At this point, you might be a little skeptical about using streams - but let me do my best to convince you of their great advantages. In this article, I am going to download and process a large JSON file using the Streams API and instantly write the data to a web page as we receive it, instead of when all of the data is downloaded.

What is NDJSON?

Before we go any further, it’s worth diving into a data format called NDJSON that we will be using throughout this example. If you haven’t heard of NDJSON before, it is a type of JSON called Newline delimited JSON. Wait...not another data format!? I totally agree with you, but NDJSON is needed because there is currently no standard for transporting instances of JSON text within a stream protocol. NDJSON looks very similar to JSON, the only difference is that each new line contains a new record, which allows us to stream and process one record at a time. If we sent traditional JSON in a stream, and processed it in chunks, it wouldn’t come through as valid JSON. This is why NDJSON is perfect for this situation.

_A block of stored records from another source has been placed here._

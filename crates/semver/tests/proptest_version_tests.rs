//! Property-based tests for version ordering and range parsing.
//!
//! These tests verify the behavioral contracts of the version layer:
//! - Version precedence is a total order and ignores build metadata
//! - Parsing and formatting round-trip
//! - Derived bounds agree with the matching predicate

use proptest::prelude::*;
use std::cmp::Ordering;
use webmod_semver::{AdvancedComparator, PartialVersion, Range, Version};

// =============================================================================
// Strategies for generating test data
// =============================================================================

/// Generate a single canonical pre-release identifier.
///
/// Alphanumeric identifiers start with a letter so they never collide with
/// the numeric form, and numeric identifiers carry no leading zeros.
fn identifier_strategy() -> impl Strategy<Value = String> {
    prop_oneof![
        (0u64..1000).prop_map(|n| n.to_string()),
        "[a-zA-Z][a-zA-Z0-9-]{0,8}".prop_map(String::from),
    ]
}

/// Generate a canonical pre-release tag.
fn pre_release_strategy() -> impl Strategy<Value = String> {
    proptest::collection::vec(identifier_strategy(), 1..4).prop_map(|ids| ids.join("."))
}

/// Generate a canonical build metadata string.
fn build_strategy() -> impl Strategy<Value = String> {
    "[a-z0-9][a-z0-9-]{0,8}".prop_map(String::from)
}

/// Generate a canonical version string (no `v`/`=` prefix, no wildcards).
fn version_string_strategy() -> impl Strategy<Value = String> {
    (
        0u32..100,
        0u32..100,
        0u32..100,
        proptest::option::of(pre_release_strategy()),
        proptest::option::of(build_strategy()),
    )
        .prop_map(|(major, minor, micro, pre, build)| {
            let mut s = format!("{major}.{minor}.{micro}");
            if let Some(pre) = pre {
                s.push('-');
                s.push_str(&pre);
            }
            if let Some(build) = build {
                s.push('+');
                s.push_str(&build);
            }
            s
        })
}

/// Generate a parsed version.
fn version_strategy() -> impl Strategy<Value = Version> {
    version_string_strategy().prop_map(|s| s.parse().expect("strategy emits valid versions"))
}

/// Generate a partial version with at least the major component.
fn bounded_partial_strategy() -> impl Strategy<Value = String> {
    (
        0u32..50,
        proptest::option::of((0u32..50, proptest::option::of(0u32..50))),
    )
        .prop_map(|(major, rest)| match rest {
            None => format!("{major}"),
            Some((minor, None)) => format!("{major}.{minor}"),
            Some((minor, Some(micro))) => format!("{major}.{minor}.{micro}"),
        })
}

/// Generate a single range token that is guaranteed to parse.
fn token_strategy() -> impl Strategy<Value = String> {
    prop_oneof![
        bounded_partial_strategy(),
        bounded_partial_strategy().prop_map(|p| format!("~{p}")),
        bounded_partial_strategy().prop_map(|p| format!("^{p}")),
        bounded_partial_strategy().prop_map(|p| format!(">={p}")),
        bounded_partial_strategy().prop_map(|p| format!(">{p}")),
        bounded_partial_strategy().prop_map(|p| format!("<={p}")),
        bounded_partial_strategy().prop_map(|p| format!("<{p}")),
        bounded_partial_strategy().prop_map(|p| format!("={p}")),
        Just("*".to_string()),
    ]
}

/// Generate a range expression from valid tokens.
fn range_string_strategy() -> impl Strategy<Value = String> {
    proptest::collection::vec(
        proptest::collection::vec(token_strategy(), 1..3).prop_map(|tokens| tokens.join(" ")),
        1..3,
    )
    .prop_map(|clauses| clauses.join(" || "))
}

// =============================================================================
// Property Tests: Ordering
// =============================================================================

proptest! {
    /// Contract: comparison is antisymmetric.
    #[test]
    fn ordering_is_antisymmetric(a in version_strategy(), b in version_strategy()) {
        prop_assert_eq!(a.cmp(&b), b.cmp(&a).reverse());
    }

    /// Contract: comparison is transitive.
    #[test]
    fn ordering_is_transitive(
        a in version_strategy(),
        b in version_strategy(),
        c in version_strategy(),
    ) {
        let mut sorted = vec![a, b, c];
        sorted.sort();
        prop_assert!(sorted[0] <= sorted[1]);
        prop_assert!(sorted[1] <= sorted[2]);
        prop_assert!(sorted[0] <= sorted[2]);
    }

    /// Contract: equality agrees with comparison.
    #[test]
    fn equality_agrees_with_ordering(a in version_strategy(), b in version_strategy()) {
        prop_assert_eq!(a == b, a.cmp(&b) == Ordering::Equal);
    }

    /// Contract: build metadata never affects ordering or equality.
    #[test]
    fn build_metadata_is_ignored(
        a in version_strategy(),
        build in build_strategy(),
    ) {
        let with_build = a.clone().with_build_metadata(build);
        prop_assert_eq!(&a, &with_build);
        prop_assert_eq!(a.cmp(&with_build), Ordering::Equal);
    }

    /// Contract: a release outranks every pre-release of its triple.
    #[test]
    fn release_outranks_pre_release(
        major in 0u32..100,
        minor in 0u32..100,
        micro in 0u32..100,
        pre in pre_release_strategy(),
    ) {
        let release = Version::new(major, minor, micro);
        let pre_release: Version = format!("{major}.{minor}.{micro}-{pre}")
            .parse()
            .expect("strategy emits valid versions");
        prop_assert!(pre_release < release);
    }
}

// =============================================================================
// Property Tests: Round-trip
// =============================================================================

proptest! {
    /// Contract: parsing a canonical version string and formatting it back
    /// is the identity.
    #[test]
    fn version_round_trip(s in version_string_strategy()) {
        let parsed: Version = s.parse().expect("strategy emits valid versions");
        prop_assert_eq!(parsed.to_string(), s);
    }

    /// Contract: the tolerated `v` and `=` prefixes parse to the same value.
    #[test]
    fn prefixes_are_normalized(s in version_string_strategy()) {
        let plain: Version = s.parse().expect("valid");
        let with_v: Version = format!("v{s}").parse().expect("valid with v");
        let with_eq: Version = format!("={s}").parse().expect("valid with =");
        prop_assert_eq!(&plain, &with_v);
        prop_assert_eq!(&plain, &with_eq);
    }

    /// Contract: formatting a parsed range and reparsing it yields the
    /// same range.
    #[test]
    fn range_display_reparses(s in range_string_strategy()) {
        let range: Range = s.parse().expect("strategy emits valid ranges");
        let reparsed: Range = range.to_string().parse().expect("display reparses");
        prop_assert_eq!(range, reparsed);
    }
}

// =============================================================================
// Property Tests: Bounds
// =============================================================================

proptest! {
    /// Contract: the lower bound always admits its own zero-filled version.
    #[test]
    fn lower_bound_admits_zero_filled(s in bounded_partial_strategy()) {
        let partial: PartialVersion = s.parse().expect("valid partial");
        let floor = partial.lower_bound();
        prop_assert!(floor.matches(&partial.zero_filled()));
    }

    /// Contract: a strict upper bound never admits its own ceiling.
    #[test]
    fn exclusive_ceiling_is_excluded(s in bounded_partial_strategy()) {
        let partial: PartialVersion = s.parse().expect("valid partial");
        if let Some(upper) = partial.upper_bound() {
            if !partial.is_fully_specified() {
                prop_assert!(!upper.matches(&upper.version));
            }
        }
    }

    /// Contract: tilde and caret both admit the version they were written
    /// with.
    #[test]
    fn tilde_and_caret_admit_their_floor(s in bounded_partial_strategy()) {
        let partial: PartialVersion = s.parse().expect("valid partial");
        let floor = partial.zero_filled();
        let tilde = AdvancedComparator::tilde(partial.clone());
        let caret = AdvancedComparator::caret(partial);
        prop_assert!(tilde.matches(&floor), "~{} should admit {}", s, floor);
        prop_assert!(caret.matches(&floor), "^{} should admit {}", s, floor);
    }

    /// Contract: every range match is witnessed by one clause whose
    /// comparators all accept the version.
    #[test]
    fn range_match_implies_clause_match(
        range_s in range_string_strategy(),
        version in version_strategy(),
    ) {
        let range: Range = range_s.parse().expect("valid range");
        if range.matches(&version) {
            let some_clause_matches = range
                .comparator_sets()
                .iter()
                .any(|set| set.comparators().iter().all(|c| c.matches(&version)));
            prop_assert!(some_clause_matches);
        }
    }
}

Let’s look at a simple example comparing the two formats. Imagine the following JSON file:

[
    {"id":1,"name":"Alice"},
    {"id":2,"name":"Bob"},
    {"id":3,"name":"Carol"}
]

The exact same data expressed as NDJSON looks like this:

{"id":1,"name":"Alice"}
{"id":2,"name":"Bob"}
{"id":3,"name":"Carol"}

If you’d like to learn more about NDJSON, I recommend reading the following article.

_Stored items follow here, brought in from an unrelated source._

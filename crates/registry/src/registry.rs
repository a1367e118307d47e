//! Registry collaborators and the npm document model.
//!
//! A [`Registry`] hands out [`PackageRoot`]s (the set of published versions
//! of one package) and raw archive byte streams. [`RegistryPackageRoot`]
//! parses the document shape npm registries actually serve; resolution code
//! only sees the traits, so tests substitute in-memory implementations.

use crate::error::{Error, Result};
use crate::package::PackageId;
use serde_json::Value;
use std::collections::BTreeMap;
use std::io::Read;
use std::sync::Arc;
use tracing::warn;
use webmod_semver::{Range, Version};

/// A named distribution archive published for a package version.
#[derive(Debug, Clone, PartialEq, Eq)]
pub struct Archive {
    /// The archive type, e.g. [`Archive::TARBALL`].
    pub kind: String,
    /// Where the archive bytes live.
    pub url: String,
}

impl Archive {
    /// The archive type every npm package publishes.
    pub const TARBALL: &'static str = "tarball";
}

/// The resolved metadata of one published package version.
#[derive(Debug, Clone)]
pub struct PackageVersion {
    id: PackageId,
    version: Version,
    dependencies: BTreeMap<PackageId, Range>,
    archives: Vec<Archive>,
    checksum: Option<String>,
}

impl PackageVersion {
    /// Assemble a package version from already-parsed parts.
    #[must_use]
    pub fn new(
        id: PackageId,
        version: Version,
        dependencies: BTreeMap<PackageId, Range>,
        archives: Vec<Archive>,
        checksum: Option<String>,
    ) -> Self {
        Self {
            id,
            version,
            dependencies,
            archives,
            // Registries publish hex checksums in either case.
            checksum: checksum.map(|sum| sum.to_ascii_uppercase()),
        }
    }

    /// Parse one version document out of a package root document.
    ///
    /// Recognized members are `dependencies` (package name to range string)
    /// and `dist` (archive type to URL, plus the published `shasum`). All
    /// other members are ignored. A dependency whose name or range does not
    /// parse makes the whole document malformed.
    pub fn from_document(id: PackageId, version: Version, document: &Value) -> Result<Self> {
        let context = format!("{id}@{version}");
        let Some(document) = document.as_object() else {
            return Err(Error::document(context, "version document is not an object"));
        };

        let mut dependencies = BTreeMap::new();
        if let Some(declared) = document.get("dependencies") {
            let declared = declared.as_object().ok_or_else(|| {
                Error::document(context.as_str(), "`dependencies` is not an object")
            })?;
            for (name, range) in declared {
                let dependency: PackageId = name.parse()?;
                let range = range.as_str().ok_or_else(|| {
                    Error::document(
                        context.as_str(),
                        format!("dependency `{name}` is not a range string"),
                    )
                })?;
                dependencies.insert(dependency, range.parse::<Range>()?);
            }
        }

        let mut archives = Vec::new();
        let mut checksum = None;
        if let Some(dist) = document.get("dist").and_then(Value::as_object) {
            for (key, value) in dist {
                // Non-string members (file counts, signature blocks) carry
                // no location and are skipped.
                let Some(value) = value.as_str() else { continue };
                match key.as_str() {
                    "shasum" => checksum = Some(value.to_ascii_uppercase()),
                    // Subresource-integrity strings are not fetchable URLs.
                    "integrity" => {}
                    _ => archives.push(Archive {
                        kind: key.clone(),
                        url: value.to_string(),
                    }),
                }
            }
        }

        Ok(Self {
            id,
            version,
            dependencies,
            archives,
            checksum,
        })
    }

    /// The package this version belongs to.
    #[must_use]
    pub fn id(&self) -> &PackageId {
        &self.id
    }

    /// The published version.
    #[must_use]
    pub fn version(&self) -> &Version {
        &self.version
    }

    /// The declared dependencies and their version ranges.
    #[must_use]
    pub fn dependencies(&self) -> &BTreeMap<PackageId, Range> {
        &self.dependencies
    }

    /// Every published distribution archive.
    #[must_use]
    pub fn archives(&self) -> &[Archive] {
        &self.archives
    }

    /// The first archive of the given type, if one was published.
    #[must_use]
    pub fn archive(&self, kind: &str) -> Option<&Archive> {
        self.archives.iter().find(|archive| archive.kind == kind)
    }

    /// The published checksum in uppercase hex, if any.
    #[must_use]
    pub fn checksum(&self) -> Option<&str> {
        self.checksum.as_deref()
    }
}

/// Where package metadata and archive bytes come from.
///
/// Implementations own their transport and timeout policy; the resolution
/// engine only asks for documents and byte streams and never retries.
pub trait Registry: Send + Sync {
    /// Look up the root document for a package.
    ///
    /// # Errors
    /// Returns [`Error::PackageNotFound`] if the registry does not serve the
    /// package, or a transport error from the implementation.
    fn package_root(&self, id: &PackageId) -> Result<Arc<dyn PackageRoot>>;

    /// Open the byte stream behind an archive URL.
    ///
    /// # Errors
    /// Returns [`Error::ResourceNotFound`] if nothing lives at the URL.
    fn open_archive(&self, url: &str) -> Result<Box<dyn Read + Send>>;
}

/// The set of versions a registry publishes for one package.
pub trait PackageRoot: Send + Sync {
    /// The package this root describes.
    fn id(&self) -> &PackageId;

    /// Every published version, in ascending precedence order.
    fn package_versions(&self) -> Vec<Version>;

    /// The metadata of one published version.
    ///
    /// # Errors
    /// Returns [`Error::VersionNotFound`] if the version is not published.
    fn package_version(&self, version: &Version) -> Result<Arc<PackageVersion>>;
}

/// A [`PackageRoot`] parsed from an npm package root document.
#[derive(Debug)]
pub struct RegistryPackageRoot {
    id: PackageId,
    versions: BTreeMap<Version, Arc<PackageVersion>>,
}

impl RegistryPackageRoot {
    /// Parse a package root document as served by an npm registry.
    ///
    /// The document is an object whose `versions` member maps version strings
    /// to version documents. Entries whose key or body fails to parse are
    /// skipped with a warning; one malformed version must not hide every
    /// other version of the package.
    pub fn from_document(id: PackageId, document: &Value) -> Result<Self> {
        let declared = document
            .get("versions")
            .and_then(Value::as_object)
            .ok_or_else(|| Error::document(id.to_string(), "missing `versions` object"))?;

        let mut versions = BTreeMap::new();
        for (key, value) in declared {
            let version = match key.parse::<Version>() {
                Ok(version) => version,
                Err(error) => {
                    warn!(package = %id, version = %key, %error, "skipping unparseable version key");
                    continue;
                }
            };
            match PackageVersion::from_document(id.clone(), version.clone(), value) {
                Ok(parsed) => {
                    versions.insert(version, Arc::new(parsed));
                }
                Err(error) => {
                    warn!(package = %id, %version, %error, "skipping malformed version document");
                }
            }
        }

        Ok(Self { id, versions })
    }

    /// Parse a package root document from raw JSON bytes.
    pub fn from_json(id: PackageId, json: &[u8]) -> Result<Self> {
        let document: Value = serde_json::from_slice(json).map_err(|source| Error::Json {
            source,
            context: id.to_string(),
        })?;
        Self::from_document(id, &document)
    }
}

impl PackageRoot for RegistryPackageRoot {
    fn id(&self) -> &PackageId {
        &self.id
    }

    fn package_versions(&self) -> Vec<Version> {
        self.versions.keys().cloned().collect()
    }

    fn package_version(&self, version: &Version) -> Result<Arc<PackageVersion>> {
        self.versions
            .get(version)
            .cloned()
            .ok_or_else(|| Error::VersionNotFound {
                package: self.id.to_string(),
                version: version.to_string(),
            })
    }
}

With this in mind, let’s get started!

Getting Started

In order to get started, we need to get a little acquainted with the Fetch API. If you’ve used it before, you may be aware that the Fetch API exposes Response bodies as ReadableStream instances. This means that they represent a readable stream of byte data. By tapping into this ReadableStream, we are able to process data incrementally in a stream instead of buffering it all into memory and processing it in one go.

We’ll be looking at a concept called “piping” shortly which I think helps describe streams really well. Piping provides a chainable way of piping the current stream through a transform stream or any other writable/readable pair. The great thing about it is that it allows data to flow from one pipe to the next!

Let’s take a look at the following function.

/**
 * Fetch and process the stream
 */
async function process() {
    // Retrieve NDJSON from the server
    const response = await fetch('http://localhost:3000/request');

    const results = response.body
        // From bytes to text:
        .pipeThrough(new TextDecoderStream())
        // Buffer until newlines:
        .pipeThrough(splitStream('\n'))
        // Parse chunks as JSON:
        .pipeThrough(parseJSON());

    // Loop through the results and write to the DOM
    writeToDOM(results.getReader());
}

In the code above, we started off by making a request to a local server for a NDJSON file. The body of the response is available as a readable stream which, as the name implies, allows us to read data out of it.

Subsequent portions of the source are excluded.